TASK INSTRUCTIONS: Nothing below is to be printed except the lines between the line holding "fn default() ->" and the line holding "behavior.state_age += dt;", inclusive, each exactly as it appears.

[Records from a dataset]
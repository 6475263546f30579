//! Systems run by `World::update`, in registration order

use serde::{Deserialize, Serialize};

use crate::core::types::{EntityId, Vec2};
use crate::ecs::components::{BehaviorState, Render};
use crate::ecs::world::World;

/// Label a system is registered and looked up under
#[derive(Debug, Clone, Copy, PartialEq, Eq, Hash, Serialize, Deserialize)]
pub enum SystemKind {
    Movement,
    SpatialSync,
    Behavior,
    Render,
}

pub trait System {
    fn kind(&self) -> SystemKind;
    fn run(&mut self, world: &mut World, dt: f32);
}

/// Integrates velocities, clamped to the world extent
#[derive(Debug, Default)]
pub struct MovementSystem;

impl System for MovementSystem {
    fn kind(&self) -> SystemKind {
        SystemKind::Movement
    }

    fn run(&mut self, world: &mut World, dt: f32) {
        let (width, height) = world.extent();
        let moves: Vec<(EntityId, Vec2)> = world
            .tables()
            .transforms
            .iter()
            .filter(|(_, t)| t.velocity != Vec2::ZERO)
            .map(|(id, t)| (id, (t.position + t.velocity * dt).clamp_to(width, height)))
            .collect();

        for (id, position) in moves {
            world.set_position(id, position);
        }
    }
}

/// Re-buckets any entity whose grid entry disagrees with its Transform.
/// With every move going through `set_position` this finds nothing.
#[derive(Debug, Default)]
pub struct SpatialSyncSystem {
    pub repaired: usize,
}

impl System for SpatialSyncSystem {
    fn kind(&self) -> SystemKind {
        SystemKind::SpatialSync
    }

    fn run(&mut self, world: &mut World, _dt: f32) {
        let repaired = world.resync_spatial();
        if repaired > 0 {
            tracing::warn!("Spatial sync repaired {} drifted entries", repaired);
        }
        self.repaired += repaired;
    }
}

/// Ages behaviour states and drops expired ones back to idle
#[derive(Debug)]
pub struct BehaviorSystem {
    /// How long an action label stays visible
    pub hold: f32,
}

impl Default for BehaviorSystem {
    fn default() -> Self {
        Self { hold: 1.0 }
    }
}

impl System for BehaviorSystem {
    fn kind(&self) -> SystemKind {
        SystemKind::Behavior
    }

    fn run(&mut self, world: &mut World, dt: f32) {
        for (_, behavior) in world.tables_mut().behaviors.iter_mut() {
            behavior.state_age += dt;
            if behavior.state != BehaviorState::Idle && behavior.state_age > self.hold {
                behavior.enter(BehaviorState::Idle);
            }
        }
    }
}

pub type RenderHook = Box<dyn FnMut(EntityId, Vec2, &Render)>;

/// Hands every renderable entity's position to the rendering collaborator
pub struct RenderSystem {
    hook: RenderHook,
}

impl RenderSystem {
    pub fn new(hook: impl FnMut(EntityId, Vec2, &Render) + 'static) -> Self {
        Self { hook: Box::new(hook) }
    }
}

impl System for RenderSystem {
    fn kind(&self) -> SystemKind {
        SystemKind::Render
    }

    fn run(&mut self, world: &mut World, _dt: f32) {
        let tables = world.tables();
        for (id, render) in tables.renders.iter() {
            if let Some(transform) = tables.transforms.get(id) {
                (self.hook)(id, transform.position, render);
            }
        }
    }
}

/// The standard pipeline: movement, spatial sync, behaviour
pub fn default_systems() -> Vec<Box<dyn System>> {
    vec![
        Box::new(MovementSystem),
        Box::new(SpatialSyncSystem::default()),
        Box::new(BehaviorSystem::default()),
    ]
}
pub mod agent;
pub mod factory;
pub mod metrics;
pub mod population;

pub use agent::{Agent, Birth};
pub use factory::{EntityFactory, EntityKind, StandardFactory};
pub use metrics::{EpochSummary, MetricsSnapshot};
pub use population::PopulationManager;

TASK RESULT:
    fn default() -> Self {
        Self { hold: 1.0 }
    }
}

impl System for BehaviorSystem {
    fn kind(&self) -> SystemKind {
        SystemKind::Behavior
    }

    fn run(&mut self, world: &mut World, dt: f32) {
        for (_, behavior) in world.tables_mut().behaviors.iter_mut() {
            behavior.state_age += dt;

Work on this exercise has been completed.